The icing on the over-excited and delusional “we’re going to finish mid-table!” cake was the loan signing of Izzy Brown (CAM/CM/ST) from Chelsea. Izzy who’d again been coached by Graeme at West Brown was, in no uncertain terms, one of the ‘wonderkids’ - referenced at the end of Michael Calvin’s must-read 2014 book ‘The Nowhere Men’ as a then 16-year old ‘prodigy’. He clearly had an abundance of talent which saw him snapped up by Chelsea and in more recent years had seen him help Huddersfield achieve Premier League status via the playoff final (despite Izzy himself missing an absolute sitter). The following year Bielsa had his sights firmly set on him for Leeds loaning him but despite flashes of what he was capable of, an injury-hampered season ended in disappointment. But now, to the disbelief of what felt like almost everyone in the Championship and to every single Luton fan, Izzy Brown was a Hatter. This was it! Despite only being a season-long loan, Izzy was Graeme’s statement signing. Much in the same vein as Hylton had been Nathan’s in League Two.
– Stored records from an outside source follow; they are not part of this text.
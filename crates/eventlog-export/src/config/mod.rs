use std::path::{Component, Path, PathBuf};
use std::time::Duration;

use anyhow::{Result, bail};

use crate::resolve::DEFAULT_REGISTRY_TIMEOUT;
use crate::store::DEFAULT_POOL_SIZE;
use crate::sweep::{DEFAULT_MAX_AGE, DEFAULT_SWEEP_INTERVAL};

pub const DEFAULT_OUTPUT_DIR: &str = "event_logs";
pub const DEFAULT_HOST: &str = "127.0.0.1";
pub const DEFAULT_PORT: u16 = 8087;

#[derive(Debug, Clone, PartialEq, Eq)]
pub struct RuntimePaths {
    pub cwd: PathBuf,
    pub db_path: Option<PathBuf>,
    pub output_dir: PathBuf,
}

impl RuntimePaths {
    pub fn require_db_path(&self) -> Result<&Path> {
        match &self.db_path {
            Some(path) => Ok(path),
            None => bail!("event store path is not set; pass --db-path or set EVENTLOG_DB_PATH"),
        }
    }
}

#[derive(Debug, Clone, PartialEq, Eq)]
pub struct ServiceConfig {
    pub paths: RuntimePaths,
    pub pool_size: usize,
    pub cleanup_interval: Duration,
    pub cleanup_max_age: Duration,
    pub registry_timeout: Duration,
}

impl ServiceConfig {
    #[must_use]
    pub fn with_defaults(paths: RuntimePaths) -> Self {
        Self {
            paths,
            pool_size: DEFAULT_POOL_SIZE,
            cleanup_interval: DEFAULT_SWEEP_INTERVAL,
            cleanup_max_age: DEFAULT_MAX_AGE,
            registry_timeout: DEFAULT_REGISTRY_TIMEOUT,
        }
    }

    pub fn validate(&self) -> Result<()> {
        if self.pool_size == 0 {
            bail!("pool size must be at least 1");
        }
        if self.cleanup_interval.is_zero() {
            bail!("cleanup interval must be greater than zero");
        }
        if self.registry_timeout.is_zero() {
            bail!("registry timeout must be greater than zero");
        }
        Ok(())
    }
}

/// Resolves user-supplied paths: `~` expands against `home_dir`, relative
/// paths join `cwd`, and the result is lexically normalized.
pub fn resolve_runtime_paths(
    home_dir: Option<&Path>,
    cwd: &Path,
    db_path: Option<&Path>,
    output_dir_override: Option<&Path>,
) -> Result<RuntimePaths> {
    if !cwd.is_absolute() {
        bail!("cwd must be absolute: {}", cwd.display());
    }
    if let Some(home_dir) = home_dir.filter(|home_dir| !home_dir.is_absolute()) {
        bail!("home_dir must be absolute: {}", home_dir.display());
    }

    let cwd = normalize_lexical(cwd);
    let db_path = db_path
        .map(|path| resolve_user_path(path, home_dir, &cwd))
        .transpose()?;
    let output_dir = resolve_user_path(
        output_dir_override.unwrap_or_else(|| Path::new(DEFAULT_OUTPUT_DIR)),
        home_dir,
        &cwd,
    )?;

    Ok(RuntimePaths {
        cwd,
        db_path,
        output_dir,
    })
}

fn resolve_user_path(path: &Path, home_dir: Option<&Path>, cwd: &Path) -> Result<PathBuf> {
    let expanded = expand_tilde(path, home_dir)?;
    let resolved = if expanded.is_absolute() {
        expanded
    } else {
        cwd.join(expanded)
    };

    Ok(normalize_lexical(&resolved))
}

fn expand_tilde(path: &Path, home_dir: Option<&Path>) -> Result<PathBuf> {
    let mut components = path.components();
    match components.next() {
        Some(Component::Normal(first)) if first == "~" => {
            let Some(home_dir) = home_dir else {
                bail!("HOME is not set; cannot expand {}", path.display());
            };
            let mut expanded = home_dir.to_path_buf();
            for component in components {
                expanded.push(component.as_os_str());
            }
            Ok(expanded)
        }
        Some(Component::Normal(first))
            if first
                .to_str()
                .is_some_and(|segment| segment.starts_with('~')) =>
        {
            bail!(
                "unsupported home expansion syntax (only `~` and `~/...` are supported): {}",
                path.display()
            )
        }
        _ => Ok(path.to_path_buf()),
    }
}

fn normalize_lexical(path: &Path) -> PathBuf {
    let mut normalized = PathBuf::new();

    for component in path.components() {
        match component {
            Component::CurDir => {}
            Component::ParentDir => {
                if !normalized.pop() {
                    normalized.push(component.as_os_str());
                }
            }
            _ => normalized.push(component.as_os_str()),
        }
    }

    normalized
}
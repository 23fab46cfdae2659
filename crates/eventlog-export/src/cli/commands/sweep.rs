use anyhow::Result;
use clap::Args;

use crate::config::ServiceConfig;
use crate::sweep::sweep_directory;

#[derive(Debug, Clone, Args)]
pub struct SweepArgs {
    #[arg(long, default_value_t = false)]
    pub json: bool,
}

pub fn run(args: &SweepArgs, config: &ServiceConfig) -> Result<()> {
    let output_dir = &config.paths.output_dir;
    let report = sweep_directory(output_dir, config.cleanup_max_age);

    if args.json {
        println!("{}", serde_json::to_string_pretty(&report)?);
    } else {
        println!(
            "sweep: output_dir={} max_age_secs={} scanned={} removed={} failures={}",
            output_dir.display(),
            config.cleanup_max_age.as_secs(),
            report.scanned,
            report.removed.len(),
            report.failures
        );
    }
    Ok(())
}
Add in the free agent Donervon Daniels (CB/RB) as potential CB cover on a short term one year deal (who immediately got loaned out to Doncaster) and our business was concluded.
Nine players in total - six permanent signings and three season-long loans - plus the re-signing of Kazenga LuaLua (LW/ST) who despite the best efforts presumably of his agent to string us along re-signed when he realised what was really good for him (us). Although by that time he’d missed almost all of pre-season. We also threw Harry Cornick (RW/ST), whose rapid pace is only rivalled by the stupidity of his many and varied haircuts**, a contract extension to ward off the speculative talent poachers.
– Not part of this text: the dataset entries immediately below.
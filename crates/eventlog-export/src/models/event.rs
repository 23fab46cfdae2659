use std::collections::BTreeMap;
use std::fmt;

use serde_json::Value;
use time::OffsetDateTime;

pub const USER_MESSAGE_CODE: &str = "SERVICE_CUSTOM_MESSAGE_1";
pub const BOT_MESSAGE_CODE: &str = "SERVICE_CUSTOM_MESSAGE_2";
pub const SERVICE_REQUEST_CODE: &str = "SERVICE_CUSTOM_MESSAGE_3";

pub const LIFECYCLE_START: &str = "start";
pub const LIFECYCLE_COMPLETE: &str = "complete";

/// Semantic category of a stored event-type code.
#[derive(Debug, Clone, PartialEq, Eq, Hash)]
pub enum EventCategory {
    UserMessage,
    BotMessage,
    ServiceRequest,
    Other(String),
}

impl EventCategory {
    /// Maps internal custom-message codes to their semantic category. Semantic
    /// names map to themselves, so recoding an already recoded value is a no-op.
    #[must_use]
    pub fn recode(code: &str) -> Self {
        match code {
            USER_MESSAGE_CODE | "USER_MESSAGE" => Self::UserMessage,
            BOT_MESSAGE_CODE | "BOT_MESSAGE" => Self::BotMessage,
            SERVICE_REQUEST_CODE | "SERVICE_REQUEST" => Self::ServiceRequest,
            other => Self::Other(other.to_string()),
        }
    }

    #[must_use]
    pub fn as_str(&self) -> &str {
        match self {
            Self::UserMessage => "USER_MESSAGE",
            Self::BotMessage => "BOT_MESSAGE",
            Self::ServiceRequest => "SERVICE_REQUEST",
            Self::Other(code) => code,
        }
    }

    /// Categories kept when bot messages are excluded.
    #[must_use]
    pub fn is_conversation_event(&self) -> bool {
        matches!(self, Self::UserMessage | Self::ServiceRequest)
    }
}

impl fmt::Display for EventCategory {
    fn fmt(&self, f: &mut fmt::Formatter<'_>) -> fmt::Result {
        f.write_str(self.as_str())
    }
}

#[derive(Debug, Clone, PartialEq, Eq)]
pub enum RawTimestamp {
    Missing,
    Text(String),
    Epoch(i64),
}

/// One `EVENTLOG` row as read from the store.
#[derive(Debug, Clone, PartialEq, Eq)]
pub struct RawEventRecord {
    pub event_type: Option<String>,
    pub case_id: Option<String>,
    pub activity_name: Option<String>,
    pub timestamp: RawTimestamp,
    pub lifecycle_phase: Option<String>,
    pub resource: Option<String>,
    pub resource_type: Option<String>,
    pub remarks: Option<String>,
}

pub type RawEventTable = Vec<RawEventRecord>;

/// Values lifted out of the remarks payload.
#[derive(Debug, Clone, Default, PartialEq)]
pub struct EventMetadata {
    pub service_endpoint: Option<String>,
    pub user: Option<String>,
    pub in_service_context: Option<bool>,
    pub extra: BTreeMap<String, Value>,
}

#[derive(Debug, Clone, PartialEq)]
pub struct CanonicalEvent {
    pub case_id: String,
    pub activity_name: Option<String>,
    pub timestamp: OffsetDateTime,
    pub lifecycle_transition: Option<String>,
    pub event_type: EventCategory,
    pub resource: Option<String>,
    pub resource_type: Option<String>,
    pub remarks: Option<String>,
    pub metadata: EventMetadata,
}

/// A non-empty set of canonical events making up one export.
#[derive(Debug, Clone, PartialEq)]
pub struct EventLog {
    events: Vec<CanonicalEvent>,
}

impl EventLog {
    /// Returns `None` for an empty event list; an export never produces an empty log.
    #[must_use]
    pub fn from_events(events: Vec<CanonicalEvent>) -> Option<Self> {
        if events.is_empty() {
            None
        } else {
            Some(Self { events })
        }
    }

    #[must_use]
    pub fn events(&self) -> &[CanonicalEvent] {
        &self.events
    }

    #[must_use]
    pub fn len(&self) -> usize {
        self.events.len()
    }

    #[must_use]
    pub fn is_empty(&self) -> bool {
        self.events.is_empty()
    }

    /// Events grouped by case id, each case sorted by timestamp (stable).
    #[must_use]
    pub fn traces(&self) -> BTreeMap<&str, Vec<&CanonicalEvent>> {
        let mut traces: BTreeMap<&str, Vec<&CanonicalEvent>> = BTreeMap::new();
        for event in &self.events {
            traces.entry(event.case_id.as_str()).or_default().push(event);
        }
        for events in traces.values_mut() {
            events.sort_by_key(|event| event.timestamp);
        }
        traces
    }
}
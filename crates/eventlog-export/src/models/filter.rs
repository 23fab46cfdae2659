use std::collections::HashSet;
use std::sync::OnceLock;

use regex::Regex;
use time::{OffsetDateTime, PrimitiveDateTime};

use crate::error::{ExportError, ExportResult};
use crate::utils::time::parse_filter_datetime;

/// A validated date boundary. Keeps the caller's text for artifact naming.
#[derive(Debug, Clone, PartialEq, Eq)]
pub struct FilterDate {
    raw: String,
    value: PrimitiveDateTime,
}

impl FilterDate {
    pub fn parse(raw: &str) -> ExportResult<Self> {
        let value = parse_filter_datetime(raw)
            .map_err(|error| ExportError::invalid_filter(format!("{error:#}")))?;
        Ok(Self {
            raw: raw.trim().to_string(),
            value,
        })
    }

    #[must_use]
    pub fn as_str(&self) -> &str {
        &self.raw
    }

    #[must_use]
    pub fn value(&self) -> PrimitiveDateTime {
        self.value
    }

    /// Naive boundaries are UTC, matching stored event timestamps.
    #[must_use]
    pub fn instant(&self) -> OffsetDateTime {
        self.value.assume_utc()
    }
}

#[derive(Debug, Clone, PartialEq, Eq)]
pub struct FilterSpecification {
    resource_ids: Vec<String>,
    start_date: Option<FilterDate>,
    end_date: Option<FilterDate>,
    include_bot_messages: bool,
    include_lifecycle_start: bool,
}

impl FilterSpecification {
    /// Resource ids are trimmed, validated and deduplicated keeping first-seen order.
    pub fn new<I, S>(resource_ids: I) -> ExportResult<Self>
    where
        I: IntoIterator<Item = S>,
        S: AsRef<str>,
    {
        let resource_ids = dedupe_preserving_order(resource_ids);
        if resource_ids.is_empty() {
            return Err(ExportError::invalid_filter(
                "at least one resource id is required",
            ));
        }
        for resource_id in &resource_ids {
            validate_resource_id(resource_id)?;
        }

        Ok(Self {
            resource_ids,
            start_date: None,
            end_date: None,
            include_bot_messages: false,
            include_lifecycle_start: false,
        })
    }

    pub fn with_date_range(
        mut self,
        start_date: Option<&str>,
        end_date: Option<&str>,
    ) -> ExportResult<Self> {
        self.start_date = start_date.map(FilterDate::parse).transpose()?;
        self.end_date = end_date.map(FilterDate::parse).transpose()?;

        if let (Some(start), Some(end)) = (&self.start_date, &self.end_date)
            && start.value() > end.value()
        {
            return Err(ExportError::invalid_filter(format!(
                "start_date {} is after end_date {}",
                start.as_str(),
                end.as_str()
            )));
        }
        Ok(self)
    }

    #[must_use]
    pub fn with_bot_messages(mut self, include: bool) -> Self {
        self.include_bot_messages = include;
        self
    }

    #[must_use]
    pub fn with_lifecycle_start(mut self, include: bool) -> Self {
        self.include_lifecycle_start = include;
        self
    }

    #[must_use]
    pub fn resource_ids(&self) -> &[String] {
        &self.resource_ids
    }

    #[must_use]
    pub fn start_date(&self) -> Option<&FilterDate> {
        self.start_date.as_ref()
    }

    #[must_use]
    pub fn end_date(&self) -> Option<&FilterDate> {
        self.end_date.as_ref()
    }

    /// Closed `[start_date, end_date]` check on a parsed event timestamp.
    #[must_use]
    pub fn contains_instant(&self, timestamp: OffsetDateTime) -> bool {
        let after_start = self
            .start_date
            .as_ref()
            .is_none_or(|start| timestamp >= start.instant());
        let before_end = self
            .end_date
            .as_ref()
            .is_none_or(|end| timestamp <= end.instant());
        after_start && before_end
    }

    #[must_use]
    pub fn include_bot_messages(&self) -> bool {
        self.include_bot_messages
    }

    #[must_use]
    pub fn include_lifecycle_start(&self) -> bool {
        self.include_lifecycle_start
    }
}

/// Drops blanks and repeats, keeping the first occurrence of each id.
#[must_use]
pub fn dedupe_preserving_order<I, S>(values: I) -> Vec<String>
where
    I: IntoIterator<Item = S>,
    S: AsRef<str>,
{
    let mut seen = HashSet::new();
    values
        .into_iter()
        .map(|value| value.as_ref().trim().to_string())
        .filter(|value| !value.is_empty())
        .filter(|value| seen.insert(value.clone()))
        .collect()
}

fn validate_resource_id(resource_id: &str) -> ExportResult<()> {
    if resource_id == "." || resource_id == ".." || !resource_id_regex().is_match(resource_id) {
        return Err(ExportError::invalid_filter(format!(
            "resource id `{resource_id}` contains unsupported characters"
        )));
    }
    Ok(())
}

fn resource_id_regex() -> &'static Regex {
    static REGEX: OnceLock<Regex> = OnceLock::new();
    REGEX.get_or_init(|| {
        Regex::new(r"^[A-Za-z0-9._:@+\-]+$").expect("resource id regex should compile")
    })
}

#[cfg(test)]
mod tests {
    use super::{FilterSpecification, dedupe_preserving_order};
    use crate::error::ExportError;
    use time::macros::datetime;

    #[test]
    fn dedupes_resource_ids_in_caller_order() {
        let ids = dedupe_preserving_order(["b", "a", " b ", "", "c", "a"]);
        assert_eq!(ids, vec!["b", "a", "c"]);
    }

    #[test]
    fn rejects_empty_resource_ids() {
        let err = FilterSpecification::new(Vec::<String>::new())
            .expect_err("empty ids should be rejected");
        assert!(matches!(err, ExportError::InvalidFilter(_)));
    }

    #[test]
    fn rejects_path_like_resource_ids() {
        for bad in ["../etc", "a/b", "..", "a b"] {
            let err = FilterSpecification::new([bad]).expect_err("unsafe id should be rejected");
            assert!(
                err.to_string().contains("unsupported characters"),
                "unexpected error for {bad}: {err}"
            );
        }
    }

    #[test]
    fn keeps_caller_text_and_utc_boundaries() {
        let filters = FilterSpecification::new(["r1"])
            .and_then(|filters| filters.with_date_range(Some("2024-01-01"), Some("2024-01-31 23:59:59")))
            .expect("filters should build");

        let start = filters.start_date().expect("start date should be set");
        let end = filters.end_date().expect("end date should be set");
        assert_eq!(start.as_str(), "2024-01-01");
        assert_eq!(start.instant(), datetime!(2024-01-01 0:00 UTC));
        assert_eq!(end.instant(), datetime!(2024-01-31 23:59:59 UTC));
    }

    #[test]
    fn window_is_closed_on_both_ends() {
        let filters = FilterSpecification::new(["r1"])
            .and_then(|filters| {
                filters.with_date_range(Some("2024-01-01 09:00:00"), Some("2024-01-01T11:00:00"))
            })
            .expect("filters should build");

        assert!(filters.contains_instant(datetime!(2024-01-01 9:00 UTC)));
        assert!(filters.contains_instant(datetime!(2024-01-01 11:00 UTC)));
        assert!(filters.contains_instant(datetime!(2024-01-01 12:00 +02:00)));
        assert!(!filters.contains_instant(datetime!(2024-01-01 8:59:59 UTC)));
        assert!(!filters.contains_instant(datetime!(2024-01-01 11:00:01 UTC)));

        let open = FilterSpecification::new(["r1"]).expect("filters should build");
        assert!(open.contains_instant(datetime!(1999-12-31 23:59 UTC)));
    }

    #[test]
    fn rejects_inverted_date_range() {
        let err = FilterSpecification::new(["r1"])
            .and_then(|filters| filters.with_date_range(Some("2024-02-01"), Some("2024-01-01")))
            .expect_err("inverted range should fail");
        assert!(err.to_string().contains("is after end_date"));
    }

    #[test]
    fn rejects_malformed_dates() {
        let err = FilterSpecification::new(["r1"])
            .and_then(|filters| filters.with_date_range(Some("last week"), None))
            .expect_err("malformed date should fail");
        assert!(matches!(err, ExportError::InvalidFilter(_)));
    }
}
We’d gone from having a tight knit squad where the starting XI team sheet basically wrote itself to a hefty squad (presumably set up to handle the relentless onslaught of games in the Championship) with a starting lineup and formation that was anyone’s guess.
A few things had become very clear in Graeme’s recruitment strategy:
He wanted players he already knew and had worked with - Fair enough, most managers do.
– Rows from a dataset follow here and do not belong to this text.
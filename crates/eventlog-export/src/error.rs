use thiserror::Error;

pub type ExportResult<T> = Result<T, ExportError>;

#[derive(Debug, Error)]
pub enum ExportError {
    #[error("configuration error: {0}")]
    Configuration(String),
    #[error("invalid filter: {0}")]
    InvalidFilter(String),
    #[error("no events found for resource ids [{}]", resource_ids.join(", "))]
    NoEventsFound { resource_ids: Vec<String> },
    #[error("data integrity error: {0}")]
    DataIntegrity(String),
    #[error("registry transport error: {0}")]
    Transport(String),
    #[error("event store error: {0}")]
    Store(String),
    #[error("artifact io error: {0}")]
    Io(String),
}

impl ExportError {
    pub fn configuration(message: impl Into<String>) -> Self {
        Self::Configuration(message.into())
    }

    pub fn invalid_filter(message: impl Into<String>) -> Self {
        Self::InvalidFilter(message.into())
    }

    pub fn data_integrity(message: impl Into<String>) -> Self {
        Self::DataIntegrity(message.into())
    }

    pub fn transport(message: impl Into<String>) -> Self {
        Self::Transport(message.into())
    }

    pub fn io(message: impl Into<String>) -> Self {
        Self::Io(message.into())
    }

    #[must_use]
    pub fn kind(&self) -> &'static str {
        match self {
            Self::Configuration(_) => "configuration",
            Self::InvalidFilter(_) => "invalid_filter",
            Self::NoEventsFound { .. } => "no_events_found",
            Self::DataIntegrity(_) => "data_integrity",
            Self::Transport(_) => "transport",
            Self::Store(_) => "store",
            Self::Io(_) => "io",
        }
    }
}

impl From<rusqlite::Error> for ExportError {
    fn from(error: rusqlite::Error) -> Self {
        Self::Store(error.to_string())
    }
}
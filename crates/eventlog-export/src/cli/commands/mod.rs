pub mod export;
pub mod serve;
pub mod sweep;
use std::path::Path;

use tracing::{debug, info, warn};

use crate::cache::{self, Artifact};
use crate::error::{ExportError, ExportResult};
use crate::expand::expand;
use crate::models::FilterSpecification;
use crate::normalize::normalize;
use crate::store::{self, EventStore};
use crate::xes::write_event_log;

#[derive(Debug, Clone)]
pub struct ExportRequest {
    pub filters: FilterSpecification,
    pub use_cache: bool,
}

#[derive(Debug, Clone, PartialEq, Eq)]
pub enum ExportOutcome {
    Cached(Artifact),
    Generated(Artifact),
    NoEvents,
}

impl ExportOutcome {
    #[must_use]
    pub fn artifact(&self) -> Option<&Artifact> {
        match self {
            Self::Cached(artifact) | Self::Generated(artifact) => Some(artifact),
            Self::NoEvents => None,
        }
    }
}

/// Extract, normalize, expand and serialize one event log. A cache hit
/// returns before the store is touched.
pub fn run_export(
    store: &EventStore,
    output_dir: &Path,
    request: &ExportRequest,
) -> ExportResult<ExportOutcome> {
    let filters = &request.filters;
    if request.use_cache {
        if let Some(artifact) = cache::cached_artifact(output_dir, filters) {
            info!(artifact = %artifact.name, "serving cached event log");
            return Ok(ExportOutcome::Cached(artifact));
        }
        debug!(artifact = %cache::artifact_name(filters), "cache miss");
    }

    match generate(store, output_dir, filters) {
        Ok(artifact) => Ok(ExportOutcome::Generated(artifact)),
        Err(ExportError::NoEventsFound { resource_ids }) => {
            warn!(?resource_ids, "no events found for resource");
            Ok(ExportOutcome::NoEvents)
        }
        Err(error) => Err(error),
    }
}

fn generate(
    store: &EventStore,
    output_dir: &Path,
    filters: &FilterSpecification,
) -> ExportResult<Artifact> {
    let raw = store::extract_events(store, filters)?;
    if raw.is_empty() {
        return Err(ExportError::NoEventsFound {
            resource_ids: filters.resource_ids().to_vec(),
        });
    }

    let normalized = normalize(raw, filters)?;
    debug!(counts = ?normalized.counts, "normalized events");
    let log = expand(normalized.events)?;
    write_event_log(&log, output_dir, &cache::artifact_name(filters))
}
He wanted them to have Championship experience. From a meagre 349 Championship appearances within the squad we’d added a total of 942 appearances - 270% Championship experience growth (and that doesn’t even factor in the additional 92 Premier League appearances).
And finally he liked ‘high risk / high reward’ signings - this was potentially due to the fact our transfer budget was minuscule compared to most of the rest of the league. By ‘High Risk / High Reward’ I mean an undeniably talented player or player packed with potential who was either seriously out of form or fairly heavily injury prone - but if they could rekindle the form which had previously been witnessed and/or stay fit for a consistent period of time - we’d have a damn good Championship-level player on our hands (namely Brown, Butterfield, Galloway and McManaman).
All-in-all I’d say the fans (including myself) were happy - big names with big potential for a big league.
He had passed the first test with flying (Luton) colours.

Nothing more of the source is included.